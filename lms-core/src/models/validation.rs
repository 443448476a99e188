//! Validation error types

use thiserror::Error;

/// Validation error for domain models.
///
/// The display text is shown to users as-is, so it reads as a sentence.
#[derive(Debug, Clone, PartialEq, Eq, Error)]
pub enum ValidationError {
    /// Field is empty when it shouldn't be
    #[error("{field} cannot be empty")]
    Empty { field: &'static str },

    /// Field exceeds maximum length
    #[error("{field} exceeds maximum length of {max} characters")]
    TooLong { field: &'static str, max: usize },

    /// Field is shorter than the minimum length
    #[error("{field} must be at least {min} characters")]
    TooShort { field: &'static str, min: usize },

    /// String doesn't match the required format
    #[error("{field}: {reason}")]
    InvalidFormat {
        field: &'static str,
        reason: &'static str,
    },

    /// Number outside of the accepted range
    #[error("{field} must be between {min} and {max}")]
    OutOfRange {
        field: &'static str,
        min: i64,
        max: i64,
    },

    /// Invalid enum variant
    #[error("invalid {field} value: '{value}'")]
    InvalidVariant { field: &'static str, value: String },
}

/// Trim `s` and check it is non-empty and at most `max` characters.
pub(crate) fn required(s: &str, field: &'static str, max: usize) -> Result<String, ValidationError> {
    let trimmed = s.trim();
    if trimmed.is_empty() {
        return Err(ValidationError::Empty { field });
    }
    check_len(trimmed, field, max)?;
    Ok(trimmed.to_owned())
}

/// Trim `s`; blank input becomes `None`.
pub(crate) fn optional(s: Option<&str>, field: &'static str, max: usize) -> Result<Option<String>, ValidationError> {
    match s.map(str::trim) {
        None | Some("") => Ok(None),
        Some(trimmed) => {
            check_len(trimmed, field, max)?;
            Ok(Some(trimmed.to_owned()))
        }
    }
}

fn check_len(s: &str, field: &'static str, max: usize) -> Result<(), ValidationError> {
    if s.chars().count() > max {
        return Err(ValidationError::TooLong { field, max });
    }
    Ok(())
}
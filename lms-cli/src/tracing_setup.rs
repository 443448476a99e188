//! Tracing setup for the lms CLI
//!
//! Usage:
//!   lms --debug serve           # Debug logging to console
//!   RUST_LOG=lms_server=debug   # Fine-grained log control
//!
//! Environment variables:
//!   RUST_LOG                    # Log filter (default: info)

use anyhow::{anyhow, Result};
use tracing_subscriber::EnvFilter;

/// Tracing configuration options
#[derive(Debug, Clone, Default)]
pub struct TracingConfig {
    /// Enable debug logging (used when RUST_LOG is not set)
    pub debug: bool,
}

/// Initialize console tracing
pub fn init_tracing(config: &TracingConfig) -> Result<()> {
    let filter = if config.debug {
        // Debug mode: set debug level unless RUST_LOG is explicitly set
        EnvFilter::try_from_default_env().unwrap_or_else(|_| EnvFilter::new("debug"))
    } else {
        EnvFilter::try_from_default_env().unwrap_or_else(|_| EnvFilter::new("info"))
    };

    tracing_subscriber::fmt()
        .with_env_filter(filter)
        .with_target(config.debug) // Show targets in debug mode
        .compact()
        .try_init()
        .map_err(|err| anyhow!(err))
}
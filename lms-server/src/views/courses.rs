//! Course catalog and course pages

use lms_core::models::DueDate;

use crate::db::{Assignment, Course, CourseSummary, Material, StudentAssignment, User};

use super::{action_button, escape_html, layout, or_dash, paragraphs, timestamp, Page};

/// Course list. `enrolled` is set for students and drives the
/// enroll/unenroll buttons.
pub fn list(page: &Page<'_>, heading: &str, courses: &[CourseSummary], enrolled: Option<&[i64]>) -> String {
    let mut content = format!("<h1>{}</h1>\n", escape_html(heading));

    if courses.is_empty() {
        content.push_str("<p class=\"muted\">No courses to show.</p>\n");
        return layout(page, heading, &content);
    }

    content.push_str("<table>\n<thead><tr><th>Code</th><th>Title</th><th>Students</th><th></th></tr></thead>\n<tbody>\n");
    for course in courses {
        let action = match enrolled {
            Some(ids) if ids.contains(&course.id) => format!(
                "<a href=\"/courses/{}\">Open</a> {}",
                course.id,
                action_button(&format!("/courses/{}/unenroll", course.id), "Unenroll", "danger")
            ),
            Some(_) => action_button(&format!("/courses/{}/enroll", course.id), "Enroll", ""),
            None => format!("<a href=\"/courses/{}\">Open</a>", course.id),
        };
        content.push_str(&format!(
            "<tr><td>{}</td><td>{}<br><span class=\"muted\">{}</span></td><td>{}</td><td>{action}</td></tr>\n",
            escape_html(&course.code),
            escape_html(&course.title),
            or_dash(course.description.as_deref()),
            course.student_count
        ));
    }
    content.push_str("</tbody>\n</table>\n");

    layout(page, heading, &content)
}

/// Everything the course page shows
pub struct CourseView<'a> {
    pub course: &'a Course,
    pub instructors: &'a [User],
    pub materials: &'a [Material],
    pub assignments: &'a [Assignment],
    /// Per-assignment status for the viewing student
    pub progress: Option<&'a [StudentAssignment]>,
    /// Viewer teaches this course
    pub can_edit: bool,
}

fn due_label(due_at: Option<&chrono::DateTime<chrono::Utc>>) -> String {
    match due_at {
        Some(at) => escape_html(&DueDate::from_datetime(*at).to_string()),
        None => "<span class=\"muted\">no due date</span>".to_string(),
    }
}

fn materials_section(view: &CourseView<'_>) -> String {
    let mut html = String::from("<h2>Materials</h2>\n");

    if view.materials.is_empty() {
        html.push_str("<p class=\"muted\">No materials yet.</p>\n");
    }
    for material in view.materials {
        html.push_str("<div class=\"card\">\n");
        html.push_str(&format!(
            "<strong>{}</strong> <span class=\"muted\">{}</span>\n",
            escape_html(&material.title),
            timestamp(&material.created_at)
        ));
        if let Some(body) = &material.body {
            html.push_str(&paragraphs(body));
        }
        if let Some(file_name) = &material.file_name {
            html.push_str(&format!(
                "<p>Attachment: <a href=\"/files/materials/{}\">{}</a></p>\n",
                material.id,
                escape_html(file_name)
            ));
        }
        if view.can_edit {
            html.push_str(&action_button(
                &format!("/materials/{}/delete", material.id),
                "Delete material",
                "danger",
            ));
        }
        html.push_str("</div>\n");
    }

    if view.can_edit {
        html.push_str(&format!(
            "<form method=\"post\" action=\"/courses/{}/materials\" enctype=\"multipart/form-data\" class=\"stacked\">\n",
            view.course.id
        ));
        html.push_str("<strong>Post material</strong>\n");
        html.push_str("<label>Title <input name=\"title\" required></label>\n");
        html.push_str("<label>Text <textarea name=\"body\"></textarea></label>\n");
        html.push_str("<label>File <input name=\"file\" type=\"file\"></label>\n");
        html.push_str("<button type=\"submit\">Post</button>\n</form>\n");
    }

    html
}

fn assignments_section(view: &CourseView<'_>) -> String {
    let mut html = String::from("<h2>Assignments</h2>\n");

    if let Some(progress) = view.progress {
        if progress.is_empty() {
            html.push_str("<p class=\"muted\">No assignments yet.</p>\n");
            return html;
        }
        html.push_str("<table>\n<thead><tr><th>Assignment</th><th>Due</th><th>Status</th></tr></thead>\n<tbody>\n");
        for row in progress {
            let status = match (row.submitted_at, row.score) {
                (_, Some(score)) => format!("graded: <strong>{score}</strong>/100"),
                (Some(at), None) => format!("submitted {}", timestamp(&at)),
                (None, None) => "<span class=\"muted\">not submitted</span>".to_string(),
            };
            html.push_str(&format!(
                "<tr><td><a href=\"/assignments/{}\">{}</a></td><td>{}</td><td>{status}</td></tr>\n",
                row.id,
                escape_html(&row.title),
                due_label(row.due_at.as_ref())
            ));
        }
        html.push_str("</tbody>\n</table>\n");
        return html;
    }

    if view.assignments.is_empty() {
        html.push_str("<p class=\"muted\">No assignments yet.</p>\n");
    } else {
        html.push_str("<table>\n<thead><tr><th>Assignment</th><th>Due</th><th></th></tr></thead>\n<tbody>\n");
        for assignment in view.assignments {
            let delete = if view.can_edit {
                action_button(&format!("/assignments/{}/delete", assignment.id), "Delete", "danger")
            } else {
                String::new()
            };
            html.push_str(&format!(
                "<tr><td><a href=\"/assignments/{}\">{}</a></td><td>{}</td><td>{delete}</td></tr>\n",
                assignment.id,
                escape_html(&assignment.title),
                due_label(assignment.due_at.as_ref())
            ));
        }
        html.push_str("</tbody>\n</table>\n");
    }

    if view.can_edit {
        html.push_str(&format!(
            "<form method=\"post\" action=\"/courses/{}/assignments\" class=\"stacked\">\n",
            view.course.id
        ));
        html.push_str("<strong>New assignment</strong>\n");
        html.push_str("<label>Title <input name=\"title\" required></label>\n");
        html.push_str("<label>Description <textarea name=\"description\"></textarea></label>\n");
        html.push_str("<label>Due (UTC) <input name=\"due\" type=\"datetime-local\"></label>\n");
        html.push_str("<button type=\"submit\">Create</button>\n</form>\n");
    }

    html
}

pub fn detail(page: &Page<'_>, view: &CourseView<'_>) -> String {
    let course = view.course;
    let mut content = format!(
        "<h1>{} &middot; {}</h1>\n",
        escape_html(&course.code),
        escape_html(&course.title)
    );

    let teachers: Vec<String> = view
        .instructors
        .iter()
        .map(|u| escape_html(u.display_name()))
        .collect();
    if teachers.is_empty() {
        content.push_str("<p class=\"muted\">No instructor assigned.</p>\n");
    } else {
        content.push_str(&format!("<p>Taught by {}</p>\n", teachers.join(", ")));
    }

    if let Some(description) = &course.description {
        content.push_str(&paragraphs(description));
    }

    content.push_str(&materials_section(view));
    content.push_str(&assignments_section(view));

    layout(page, &course.code, &content)
}

#[cfg(test)]
mod tests {
    use chrono::Utc;

    use super::*;

    fn course() -> Course {
        Course {
            id: 4,
            code: "CS-101".into(),
            title: "Intro".into(),
            description: None,
            created_at: Utc::now(),
        }
    }

    fn summary() -> CourseSummary {
        CourseSummary {
            id: 4,
            code: "CS-101".into(),
            title: "Intro".into(),
            description: None,
            created_at: Utc::now(),
            instructor_count: 1,
            student_count: 3,
        }
    }

    #[test]
    fn catalog_offers_enroll_or_unenroll() {
        let page = Page::anonymous(&[]);
        let courses = [summary()];

        let html = list(&page, "Catalog", &courses, Some(&[][..]));
        assert!(html.contains("/courses/4/enroll"));

        let html = list(&page, "Catalog", &courses, Some(&[4][..]));
        assert!(html.contains("/courses/4/unenroll"));

        let html = list(&page, "Courses", &courses, None);
        assert!(!html.contains("enroll"));
    }

    #[test]
    fn instructor_sees_forms_student_does_not() {
        let page = Page::anonymous(&[]);
        let course = course();
        let no_progress: Vec<StudentAssignment> = Vec::new();
        let mut view = CourseView {
            course: &course,
            instructors: &[],
            materials: &[],
            assignments: &[],
            progress: None,
            can_edit: true,
        };
        let html = detail(&page, &view);
        assert!(html.contains("enctype=\"multipart/form-data\""));
        assert!(html.contains("/courses/4/assignments"));

        view.can_edit = false;
        view.progress = Some(no_progress.as_slice());
        let html = detail(&page, &view);
        assert!(!html.contains("multipart"));
        assert!(!html.contains("/courses/4/assignments"));
    }
}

WORK REQUEST
Find the string "exceeds" in the material above. Then copy each line that has it.

THE COMPLETED TASK
    /// Field exceeds maximum length
    #[error("{field} exceeds maximum length of {max} characters")]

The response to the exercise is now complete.